◆ Task instructions
Nothing but the lines from the top of the following entries through the line with "let offset = self.utf16_len;" should be printed, exactly as they are.

◆ Given data
________________
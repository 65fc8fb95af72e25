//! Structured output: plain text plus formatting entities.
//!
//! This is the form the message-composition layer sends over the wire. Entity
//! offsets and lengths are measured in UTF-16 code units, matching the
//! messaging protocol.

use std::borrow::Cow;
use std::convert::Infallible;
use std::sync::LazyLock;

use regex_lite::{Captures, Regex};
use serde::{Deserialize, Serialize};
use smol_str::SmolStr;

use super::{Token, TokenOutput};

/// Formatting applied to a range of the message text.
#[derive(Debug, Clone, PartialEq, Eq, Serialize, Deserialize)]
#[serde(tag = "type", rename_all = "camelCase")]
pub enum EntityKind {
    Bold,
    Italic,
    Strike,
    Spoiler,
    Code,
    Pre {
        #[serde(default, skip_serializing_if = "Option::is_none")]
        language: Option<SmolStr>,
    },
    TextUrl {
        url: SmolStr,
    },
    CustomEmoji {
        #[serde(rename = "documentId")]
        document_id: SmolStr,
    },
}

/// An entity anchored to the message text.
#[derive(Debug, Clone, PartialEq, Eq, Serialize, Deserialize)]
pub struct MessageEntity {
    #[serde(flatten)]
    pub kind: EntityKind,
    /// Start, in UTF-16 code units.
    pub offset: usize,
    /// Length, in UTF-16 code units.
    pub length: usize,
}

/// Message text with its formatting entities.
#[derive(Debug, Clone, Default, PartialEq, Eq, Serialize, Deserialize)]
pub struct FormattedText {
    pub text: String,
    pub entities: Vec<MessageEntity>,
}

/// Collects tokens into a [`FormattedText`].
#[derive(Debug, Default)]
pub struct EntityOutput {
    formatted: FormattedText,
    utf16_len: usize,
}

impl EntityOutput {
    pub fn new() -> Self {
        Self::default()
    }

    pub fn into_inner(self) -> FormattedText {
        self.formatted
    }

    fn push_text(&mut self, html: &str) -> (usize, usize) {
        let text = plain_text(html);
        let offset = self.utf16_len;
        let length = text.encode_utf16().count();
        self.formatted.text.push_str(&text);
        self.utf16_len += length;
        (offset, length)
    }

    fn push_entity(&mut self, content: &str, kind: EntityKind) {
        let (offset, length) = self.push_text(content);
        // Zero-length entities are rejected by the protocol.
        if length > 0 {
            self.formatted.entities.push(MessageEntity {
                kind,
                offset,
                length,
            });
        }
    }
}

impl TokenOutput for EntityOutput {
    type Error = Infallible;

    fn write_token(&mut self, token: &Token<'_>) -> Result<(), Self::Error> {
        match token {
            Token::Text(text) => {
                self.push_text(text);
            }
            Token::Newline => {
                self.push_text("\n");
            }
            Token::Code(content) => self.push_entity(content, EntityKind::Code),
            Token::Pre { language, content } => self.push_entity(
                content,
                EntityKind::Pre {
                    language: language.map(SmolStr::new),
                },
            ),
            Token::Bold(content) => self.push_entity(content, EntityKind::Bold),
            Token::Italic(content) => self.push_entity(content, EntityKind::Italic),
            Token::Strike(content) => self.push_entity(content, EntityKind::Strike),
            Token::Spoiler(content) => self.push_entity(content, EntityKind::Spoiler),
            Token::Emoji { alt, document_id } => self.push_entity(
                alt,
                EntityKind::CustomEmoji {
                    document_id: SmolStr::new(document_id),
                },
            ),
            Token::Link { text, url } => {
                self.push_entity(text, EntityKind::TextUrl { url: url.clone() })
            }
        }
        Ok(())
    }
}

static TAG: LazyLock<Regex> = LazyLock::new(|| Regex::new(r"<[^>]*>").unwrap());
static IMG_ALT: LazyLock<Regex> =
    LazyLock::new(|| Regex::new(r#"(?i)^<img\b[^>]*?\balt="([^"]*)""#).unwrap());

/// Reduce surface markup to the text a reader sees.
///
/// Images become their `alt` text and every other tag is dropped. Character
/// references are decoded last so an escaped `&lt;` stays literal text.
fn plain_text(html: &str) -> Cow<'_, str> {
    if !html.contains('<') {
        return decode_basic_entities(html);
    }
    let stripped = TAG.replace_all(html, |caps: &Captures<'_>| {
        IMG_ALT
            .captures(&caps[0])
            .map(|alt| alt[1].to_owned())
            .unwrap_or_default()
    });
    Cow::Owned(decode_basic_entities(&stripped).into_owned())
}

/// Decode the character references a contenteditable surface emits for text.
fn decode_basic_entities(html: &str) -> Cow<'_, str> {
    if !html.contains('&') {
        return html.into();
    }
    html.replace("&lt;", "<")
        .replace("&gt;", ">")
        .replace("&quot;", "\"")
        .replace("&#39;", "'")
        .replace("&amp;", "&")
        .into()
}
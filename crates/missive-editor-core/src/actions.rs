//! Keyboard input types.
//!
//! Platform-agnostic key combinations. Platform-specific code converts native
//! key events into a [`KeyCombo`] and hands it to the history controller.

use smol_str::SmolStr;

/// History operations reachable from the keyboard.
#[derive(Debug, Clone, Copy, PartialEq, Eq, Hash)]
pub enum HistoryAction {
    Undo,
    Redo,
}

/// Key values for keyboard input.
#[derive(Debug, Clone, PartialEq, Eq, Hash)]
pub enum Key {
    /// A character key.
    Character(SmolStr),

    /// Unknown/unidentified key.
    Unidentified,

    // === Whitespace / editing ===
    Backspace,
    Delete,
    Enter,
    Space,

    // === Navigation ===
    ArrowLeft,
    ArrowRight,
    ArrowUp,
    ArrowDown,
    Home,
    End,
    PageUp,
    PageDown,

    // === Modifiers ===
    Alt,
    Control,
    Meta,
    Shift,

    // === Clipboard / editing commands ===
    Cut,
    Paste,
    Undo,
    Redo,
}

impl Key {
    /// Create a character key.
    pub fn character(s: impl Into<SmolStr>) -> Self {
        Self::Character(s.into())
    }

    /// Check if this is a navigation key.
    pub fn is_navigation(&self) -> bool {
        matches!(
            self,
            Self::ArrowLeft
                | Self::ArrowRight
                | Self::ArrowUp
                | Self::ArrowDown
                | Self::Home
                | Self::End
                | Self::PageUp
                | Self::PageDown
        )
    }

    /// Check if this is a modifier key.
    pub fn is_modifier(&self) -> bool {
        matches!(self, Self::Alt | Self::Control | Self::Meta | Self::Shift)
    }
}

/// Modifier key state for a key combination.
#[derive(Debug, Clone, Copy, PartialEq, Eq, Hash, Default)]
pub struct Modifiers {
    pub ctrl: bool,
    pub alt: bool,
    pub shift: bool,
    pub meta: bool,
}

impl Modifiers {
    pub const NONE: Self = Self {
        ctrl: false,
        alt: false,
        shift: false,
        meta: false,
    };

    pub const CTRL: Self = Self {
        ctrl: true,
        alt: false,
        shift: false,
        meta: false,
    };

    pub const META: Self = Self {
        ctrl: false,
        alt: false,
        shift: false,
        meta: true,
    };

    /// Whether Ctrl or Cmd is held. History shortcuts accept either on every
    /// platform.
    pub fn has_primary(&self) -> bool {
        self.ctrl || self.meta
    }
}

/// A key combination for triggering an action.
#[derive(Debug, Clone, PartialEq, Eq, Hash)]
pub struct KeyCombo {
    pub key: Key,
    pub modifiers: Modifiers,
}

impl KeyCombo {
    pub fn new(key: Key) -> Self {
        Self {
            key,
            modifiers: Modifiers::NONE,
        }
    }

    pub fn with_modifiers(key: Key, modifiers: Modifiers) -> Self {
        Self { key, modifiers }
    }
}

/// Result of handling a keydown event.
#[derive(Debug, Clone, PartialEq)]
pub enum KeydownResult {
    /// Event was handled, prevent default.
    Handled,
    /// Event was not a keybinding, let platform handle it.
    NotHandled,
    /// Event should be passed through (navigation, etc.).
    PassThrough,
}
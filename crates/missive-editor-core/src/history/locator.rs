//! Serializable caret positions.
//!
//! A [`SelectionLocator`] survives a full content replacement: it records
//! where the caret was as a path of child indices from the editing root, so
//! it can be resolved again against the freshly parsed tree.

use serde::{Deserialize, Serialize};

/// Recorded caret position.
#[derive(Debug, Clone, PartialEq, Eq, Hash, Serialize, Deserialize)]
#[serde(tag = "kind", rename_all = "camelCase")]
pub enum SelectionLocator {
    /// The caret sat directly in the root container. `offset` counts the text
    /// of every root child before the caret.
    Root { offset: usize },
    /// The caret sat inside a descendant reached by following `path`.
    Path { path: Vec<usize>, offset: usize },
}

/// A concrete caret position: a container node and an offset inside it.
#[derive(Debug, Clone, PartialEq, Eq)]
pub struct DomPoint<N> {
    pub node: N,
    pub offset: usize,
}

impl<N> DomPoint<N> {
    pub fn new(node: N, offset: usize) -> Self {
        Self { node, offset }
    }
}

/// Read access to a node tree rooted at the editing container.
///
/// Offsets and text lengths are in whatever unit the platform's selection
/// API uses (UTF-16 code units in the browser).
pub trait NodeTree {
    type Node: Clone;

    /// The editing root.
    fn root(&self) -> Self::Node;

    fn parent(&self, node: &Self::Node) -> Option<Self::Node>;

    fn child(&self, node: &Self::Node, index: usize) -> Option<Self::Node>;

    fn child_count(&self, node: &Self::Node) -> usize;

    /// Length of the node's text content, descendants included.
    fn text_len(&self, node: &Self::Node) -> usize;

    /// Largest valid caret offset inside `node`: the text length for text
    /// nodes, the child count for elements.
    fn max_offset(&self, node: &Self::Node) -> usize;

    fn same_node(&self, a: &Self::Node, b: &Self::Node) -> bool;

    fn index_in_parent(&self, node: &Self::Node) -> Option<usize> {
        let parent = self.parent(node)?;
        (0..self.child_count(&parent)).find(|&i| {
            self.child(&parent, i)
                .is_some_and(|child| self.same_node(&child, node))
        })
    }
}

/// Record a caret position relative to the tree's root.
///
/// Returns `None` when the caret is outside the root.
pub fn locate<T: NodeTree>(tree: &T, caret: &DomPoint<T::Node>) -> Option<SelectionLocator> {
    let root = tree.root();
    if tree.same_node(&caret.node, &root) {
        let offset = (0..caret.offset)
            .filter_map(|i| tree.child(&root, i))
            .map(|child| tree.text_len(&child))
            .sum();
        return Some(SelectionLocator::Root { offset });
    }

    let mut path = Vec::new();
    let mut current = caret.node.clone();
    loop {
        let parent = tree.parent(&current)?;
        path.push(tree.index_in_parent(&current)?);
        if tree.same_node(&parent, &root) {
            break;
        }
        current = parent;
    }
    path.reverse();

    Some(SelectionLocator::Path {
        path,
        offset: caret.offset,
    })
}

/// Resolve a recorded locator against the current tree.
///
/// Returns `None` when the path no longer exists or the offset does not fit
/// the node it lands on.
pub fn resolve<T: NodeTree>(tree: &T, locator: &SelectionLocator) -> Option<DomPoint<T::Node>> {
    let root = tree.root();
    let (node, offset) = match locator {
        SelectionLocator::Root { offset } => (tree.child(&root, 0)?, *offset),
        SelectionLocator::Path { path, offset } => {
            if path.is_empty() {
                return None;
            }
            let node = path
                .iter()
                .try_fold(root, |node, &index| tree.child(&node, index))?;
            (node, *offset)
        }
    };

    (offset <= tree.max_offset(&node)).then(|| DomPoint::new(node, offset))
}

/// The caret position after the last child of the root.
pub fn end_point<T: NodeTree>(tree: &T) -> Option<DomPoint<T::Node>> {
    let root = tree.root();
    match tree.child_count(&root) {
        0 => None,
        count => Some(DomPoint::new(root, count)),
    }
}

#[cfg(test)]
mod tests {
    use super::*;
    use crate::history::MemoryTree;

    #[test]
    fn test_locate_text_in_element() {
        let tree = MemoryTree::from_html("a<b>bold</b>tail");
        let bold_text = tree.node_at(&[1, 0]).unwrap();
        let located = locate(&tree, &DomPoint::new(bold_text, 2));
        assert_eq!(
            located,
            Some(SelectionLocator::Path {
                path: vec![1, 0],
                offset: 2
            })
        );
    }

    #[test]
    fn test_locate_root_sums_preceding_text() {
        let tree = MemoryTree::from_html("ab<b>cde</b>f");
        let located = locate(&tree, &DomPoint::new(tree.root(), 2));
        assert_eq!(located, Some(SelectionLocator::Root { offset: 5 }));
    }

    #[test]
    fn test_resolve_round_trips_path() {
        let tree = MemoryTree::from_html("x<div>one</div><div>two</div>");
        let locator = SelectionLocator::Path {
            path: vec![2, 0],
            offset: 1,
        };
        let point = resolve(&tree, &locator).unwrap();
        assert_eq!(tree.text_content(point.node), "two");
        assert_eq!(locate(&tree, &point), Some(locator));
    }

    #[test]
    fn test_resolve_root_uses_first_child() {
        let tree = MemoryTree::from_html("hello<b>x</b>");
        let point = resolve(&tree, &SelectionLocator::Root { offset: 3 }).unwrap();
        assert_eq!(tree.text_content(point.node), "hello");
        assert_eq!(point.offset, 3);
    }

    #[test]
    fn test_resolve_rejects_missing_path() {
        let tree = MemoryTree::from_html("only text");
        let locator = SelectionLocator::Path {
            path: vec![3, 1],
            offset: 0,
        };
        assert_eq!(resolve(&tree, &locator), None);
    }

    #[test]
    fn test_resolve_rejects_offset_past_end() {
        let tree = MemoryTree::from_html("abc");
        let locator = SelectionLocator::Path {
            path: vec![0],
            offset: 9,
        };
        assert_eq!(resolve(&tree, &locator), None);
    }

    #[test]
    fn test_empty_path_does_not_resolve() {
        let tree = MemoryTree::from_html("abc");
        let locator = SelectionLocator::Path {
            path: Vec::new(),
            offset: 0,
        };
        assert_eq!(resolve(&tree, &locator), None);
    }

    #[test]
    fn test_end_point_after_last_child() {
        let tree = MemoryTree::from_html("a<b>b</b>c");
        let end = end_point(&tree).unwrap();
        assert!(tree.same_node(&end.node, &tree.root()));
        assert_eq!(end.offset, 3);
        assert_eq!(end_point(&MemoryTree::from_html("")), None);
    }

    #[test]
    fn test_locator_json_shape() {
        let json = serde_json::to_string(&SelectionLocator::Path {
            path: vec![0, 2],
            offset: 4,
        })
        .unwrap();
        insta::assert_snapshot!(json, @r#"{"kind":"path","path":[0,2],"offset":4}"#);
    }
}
________________
◆ Response to the exercise
repository 65fc8fb95af72e25
//! Structured output: plain text plus formatting entities.
//!
//! This is the form the message-composition layer sends over the wire. Entity
//! offsets and lengths are measured in UTF-16 code units, matching the
//! messaging protocol.

use std::borrow::Cow;
use std::convert::Infallible;
use std::sync::LazyLock;

use regex_lite::{Captures, Regex};
use serde::{Deserialize, Serialize};
use smol_str::SmolStr;

use super::{Token, TokenOutput};

/// Formatting applied to a range of the message text.
#[derive(Debug, Clone, PartialEq, Eq, Serialize, Deserialize)]
#[serde(tag = "type", rename_all = "camelCase")]
pub enum EntityKind {
    Bold,
    Italic,
    Strike,
    Spoiler,
    Code,
    Pre {
        #[serde(default, skip_serializing_if = "Option::is_none")]
        language: Option<SmolStr>,
    },
    TextUrl {
        url: SmolStr,
    },
    CustomEmoji {
        #[serde(rename = "documentId")]
        document_id: SmolStr,
    },
}

/// An entity anchored to the message text.
#[derive(Debug, Clone, PartialEq, Eq, Serialize, Deserialize)]
pub struct MessageEntity {
    #[serde(flatten)]
    pub kind: EntityKind,
    /// Start, in UTF-16 code units.
    pub offset: usize,
    /// Length, in UTF-16 code units.
    pub length: usize,
}

/// Message text with its formatting entities.
#[derive(Debug, Clone, Default, PartialEq, Eq, Serialize, Deserialize)]
pub struct FormattedText {
    pub text: String,
    pub entities: Vec<MessageEntity>,
}

/// Collects tokens into a [`FormattedText`].
#[derive(Debug, Default)]
pub struct EntityOutput {
    formatted: FormattedText,
    utf16_len: usize,
}

impl EntityOutput {
    pub fn new() -> Self {
        Self::default()
    }

    pub fn into_inner(self) -> FormattedText {
        self.formatted
    }

    fn push_text(&mut self, html: &str) -> (usize, usize) {
        let text = plain_text(html);
        let offset = self.utf16_len;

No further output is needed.